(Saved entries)
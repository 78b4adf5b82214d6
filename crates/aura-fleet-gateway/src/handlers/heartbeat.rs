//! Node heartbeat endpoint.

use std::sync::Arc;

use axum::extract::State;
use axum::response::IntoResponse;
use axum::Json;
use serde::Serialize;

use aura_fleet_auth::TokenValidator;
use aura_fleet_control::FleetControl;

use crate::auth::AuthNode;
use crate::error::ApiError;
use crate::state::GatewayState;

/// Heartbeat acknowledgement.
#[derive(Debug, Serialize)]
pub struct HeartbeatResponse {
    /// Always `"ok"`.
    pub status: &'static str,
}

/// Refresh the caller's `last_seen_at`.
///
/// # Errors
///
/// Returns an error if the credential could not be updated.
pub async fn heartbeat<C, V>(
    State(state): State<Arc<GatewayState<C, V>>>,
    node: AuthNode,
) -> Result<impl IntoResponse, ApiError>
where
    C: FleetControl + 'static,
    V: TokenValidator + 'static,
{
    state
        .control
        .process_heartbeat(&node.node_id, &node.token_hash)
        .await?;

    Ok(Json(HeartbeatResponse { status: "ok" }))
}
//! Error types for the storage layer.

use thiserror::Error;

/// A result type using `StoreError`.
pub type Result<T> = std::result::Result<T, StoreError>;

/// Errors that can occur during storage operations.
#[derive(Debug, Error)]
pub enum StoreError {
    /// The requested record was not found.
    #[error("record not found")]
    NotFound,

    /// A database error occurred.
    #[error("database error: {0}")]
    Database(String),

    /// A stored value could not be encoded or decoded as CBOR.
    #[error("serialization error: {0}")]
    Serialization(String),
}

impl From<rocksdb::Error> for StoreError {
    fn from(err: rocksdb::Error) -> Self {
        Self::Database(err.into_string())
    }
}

* * *

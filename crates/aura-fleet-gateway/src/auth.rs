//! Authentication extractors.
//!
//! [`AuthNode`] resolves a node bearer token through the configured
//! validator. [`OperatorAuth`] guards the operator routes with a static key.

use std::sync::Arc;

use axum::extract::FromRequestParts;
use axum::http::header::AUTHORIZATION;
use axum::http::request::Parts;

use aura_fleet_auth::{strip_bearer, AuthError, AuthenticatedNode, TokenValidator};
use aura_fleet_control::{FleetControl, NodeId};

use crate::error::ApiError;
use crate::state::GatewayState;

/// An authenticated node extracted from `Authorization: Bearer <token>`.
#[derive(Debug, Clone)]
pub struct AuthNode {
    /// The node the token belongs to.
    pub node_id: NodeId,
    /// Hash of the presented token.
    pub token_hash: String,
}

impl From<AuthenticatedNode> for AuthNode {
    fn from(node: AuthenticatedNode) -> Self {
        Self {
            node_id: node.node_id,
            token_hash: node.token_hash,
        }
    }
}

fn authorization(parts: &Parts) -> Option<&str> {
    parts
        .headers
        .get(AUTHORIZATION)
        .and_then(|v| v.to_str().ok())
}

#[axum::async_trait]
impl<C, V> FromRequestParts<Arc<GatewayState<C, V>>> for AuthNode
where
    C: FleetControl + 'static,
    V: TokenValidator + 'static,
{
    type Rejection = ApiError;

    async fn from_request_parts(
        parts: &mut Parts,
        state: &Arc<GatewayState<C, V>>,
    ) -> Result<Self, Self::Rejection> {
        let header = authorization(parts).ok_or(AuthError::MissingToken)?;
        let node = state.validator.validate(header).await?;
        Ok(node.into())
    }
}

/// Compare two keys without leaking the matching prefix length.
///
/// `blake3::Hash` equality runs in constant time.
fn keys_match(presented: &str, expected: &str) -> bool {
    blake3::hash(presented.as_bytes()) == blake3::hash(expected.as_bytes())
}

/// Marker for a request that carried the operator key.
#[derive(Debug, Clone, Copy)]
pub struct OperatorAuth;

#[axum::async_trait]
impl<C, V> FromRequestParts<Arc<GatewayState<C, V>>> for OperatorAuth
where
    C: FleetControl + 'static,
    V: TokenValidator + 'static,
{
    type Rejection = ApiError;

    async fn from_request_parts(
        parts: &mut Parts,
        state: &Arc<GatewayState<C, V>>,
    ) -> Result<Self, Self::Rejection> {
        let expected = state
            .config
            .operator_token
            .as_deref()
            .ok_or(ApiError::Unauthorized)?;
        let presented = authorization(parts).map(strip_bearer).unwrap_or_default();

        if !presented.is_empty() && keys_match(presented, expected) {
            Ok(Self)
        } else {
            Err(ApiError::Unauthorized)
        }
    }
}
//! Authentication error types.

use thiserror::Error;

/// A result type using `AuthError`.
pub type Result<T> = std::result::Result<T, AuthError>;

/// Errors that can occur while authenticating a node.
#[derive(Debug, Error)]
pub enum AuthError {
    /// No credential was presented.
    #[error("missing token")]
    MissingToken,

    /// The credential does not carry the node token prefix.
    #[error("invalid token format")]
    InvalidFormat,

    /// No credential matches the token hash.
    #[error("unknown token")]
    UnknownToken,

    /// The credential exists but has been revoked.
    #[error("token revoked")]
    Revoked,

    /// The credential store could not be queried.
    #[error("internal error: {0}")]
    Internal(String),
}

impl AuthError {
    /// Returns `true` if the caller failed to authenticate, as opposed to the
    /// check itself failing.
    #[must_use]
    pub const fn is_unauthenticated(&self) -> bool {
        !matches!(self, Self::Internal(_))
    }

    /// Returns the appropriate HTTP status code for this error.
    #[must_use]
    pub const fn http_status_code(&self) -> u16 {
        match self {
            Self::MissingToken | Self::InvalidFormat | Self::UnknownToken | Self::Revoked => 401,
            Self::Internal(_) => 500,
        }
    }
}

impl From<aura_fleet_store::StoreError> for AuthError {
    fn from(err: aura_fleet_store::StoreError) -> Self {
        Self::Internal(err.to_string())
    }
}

--

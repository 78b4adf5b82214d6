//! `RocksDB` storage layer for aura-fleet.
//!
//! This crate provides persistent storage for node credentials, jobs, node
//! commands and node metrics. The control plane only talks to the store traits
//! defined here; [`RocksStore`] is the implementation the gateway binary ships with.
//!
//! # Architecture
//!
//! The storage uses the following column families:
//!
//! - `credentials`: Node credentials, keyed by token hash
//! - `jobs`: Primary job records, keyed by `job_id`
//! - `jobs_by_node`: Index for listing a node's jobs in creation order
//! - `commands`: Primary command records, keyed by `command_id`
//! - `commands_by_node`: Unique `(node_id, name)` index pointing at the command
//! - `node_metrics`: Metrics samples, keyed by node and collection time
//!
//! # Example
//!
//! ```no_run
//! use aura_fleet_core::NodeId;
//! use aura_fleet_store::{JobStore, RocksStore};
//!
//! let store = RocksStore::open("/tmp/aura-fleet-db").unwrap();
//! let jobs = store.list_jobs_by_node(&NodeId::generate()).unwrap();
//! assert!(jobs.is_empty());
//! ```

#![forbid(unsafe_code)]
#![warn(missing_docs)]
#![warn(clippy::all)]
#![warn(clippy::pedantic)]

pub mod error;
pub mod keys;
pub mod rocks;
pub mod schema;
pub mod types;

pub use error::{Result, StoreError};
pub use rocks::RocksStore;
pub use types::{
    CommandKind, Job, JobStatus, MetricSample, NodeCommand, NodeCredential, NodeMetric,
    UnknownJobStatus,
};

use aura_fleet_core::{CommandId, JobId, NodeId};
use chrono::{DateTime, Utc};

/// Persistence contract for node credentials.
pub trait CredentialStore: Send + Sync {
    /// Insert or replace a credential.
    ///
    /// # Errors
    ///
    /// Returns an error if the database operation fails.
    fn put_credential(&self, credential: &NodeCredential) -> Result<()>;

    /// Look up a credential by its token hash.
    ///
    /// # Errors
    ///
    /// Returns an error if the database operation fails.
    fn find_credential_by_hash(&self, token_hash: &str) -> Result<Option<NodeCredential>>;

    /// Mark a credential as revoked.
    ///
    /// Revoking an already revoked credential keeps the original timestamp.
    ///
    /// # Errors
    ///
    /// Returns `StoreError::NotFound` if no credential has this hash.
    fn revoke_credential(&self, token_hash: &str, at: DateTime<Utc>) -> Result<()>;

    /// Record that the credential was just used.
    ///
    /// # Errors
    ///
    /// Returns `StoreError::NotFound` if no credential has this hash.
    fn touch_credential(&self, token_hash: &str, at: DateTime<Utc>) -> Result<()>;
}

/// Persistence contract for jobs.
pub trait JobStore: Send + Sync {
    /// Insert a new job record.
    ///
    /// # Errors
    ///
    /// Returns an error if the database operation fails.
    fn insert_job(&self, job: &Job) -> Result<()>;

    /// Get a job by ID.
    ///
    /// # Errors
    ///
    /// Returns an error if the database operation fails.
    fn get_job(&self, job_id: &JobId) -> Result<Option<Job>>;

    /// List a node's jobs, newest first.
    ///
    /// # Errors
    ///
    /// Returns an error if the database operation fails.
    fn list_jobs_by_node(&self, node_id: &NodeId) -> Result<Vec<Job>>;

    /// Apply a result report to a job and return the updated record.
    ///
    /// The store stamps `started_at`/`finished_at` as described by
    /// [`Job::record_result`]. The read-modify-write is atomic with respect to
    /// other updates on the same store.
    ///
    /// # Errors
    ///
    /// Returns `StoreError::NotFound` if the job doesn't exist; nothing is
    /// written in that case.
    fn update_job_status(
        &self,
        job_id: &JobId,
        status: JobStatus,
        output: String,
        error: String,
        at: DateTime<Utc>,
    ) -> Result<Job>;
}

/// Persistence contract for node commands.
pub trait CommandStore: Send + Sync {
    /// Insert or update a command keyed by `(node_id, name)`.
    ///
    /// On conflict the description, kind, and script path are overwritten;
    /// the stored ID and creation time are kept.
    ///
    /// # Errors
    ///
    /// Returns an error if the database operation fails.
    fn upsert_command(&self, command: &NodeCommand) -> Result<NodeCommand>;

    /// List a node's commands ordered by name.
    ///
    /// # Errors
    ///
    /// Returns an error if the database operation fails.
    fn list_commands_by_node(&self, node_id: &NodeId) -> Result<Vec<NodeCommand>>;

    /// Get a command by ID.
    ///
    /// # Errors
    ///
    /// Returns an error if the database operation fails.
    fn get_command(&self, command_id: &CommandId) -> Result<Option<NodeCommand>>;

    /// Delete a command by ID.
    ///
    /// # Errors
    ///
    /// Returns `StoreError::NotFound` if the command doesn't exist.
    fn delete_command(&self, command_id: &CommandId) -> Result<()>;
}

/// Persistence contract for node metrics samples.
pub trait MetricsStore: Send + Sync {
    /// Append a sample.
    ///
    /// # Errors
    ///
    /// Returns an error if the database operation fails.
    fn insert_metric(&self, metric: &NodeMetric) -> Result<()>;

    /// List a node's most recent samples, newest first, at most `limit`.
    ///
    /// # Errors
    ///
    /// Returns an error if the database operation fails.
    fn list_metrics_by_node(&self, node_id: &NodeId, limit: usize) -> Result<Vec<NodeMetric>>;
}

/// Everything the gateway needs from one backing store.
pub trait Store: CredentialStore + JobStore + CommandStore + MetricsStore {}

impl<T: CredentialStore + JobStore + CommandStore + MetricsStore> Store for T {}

§ TASK INSTRUCTIONS:
Where a line in the records above contains the string "JobStore", return that line.

§ RESPONSE TO THIS EXERCISE:
//! use aura_fleet_store::{JobStore, RocksStore};
pub trait JobStore: Send + Sync {
pub trait Store: CredentialStore + JobStore + CommandStore + MetricsStore {}
impl<T: CredentialStore + JobStore + CommandStore + MetricsStore> Store for T {}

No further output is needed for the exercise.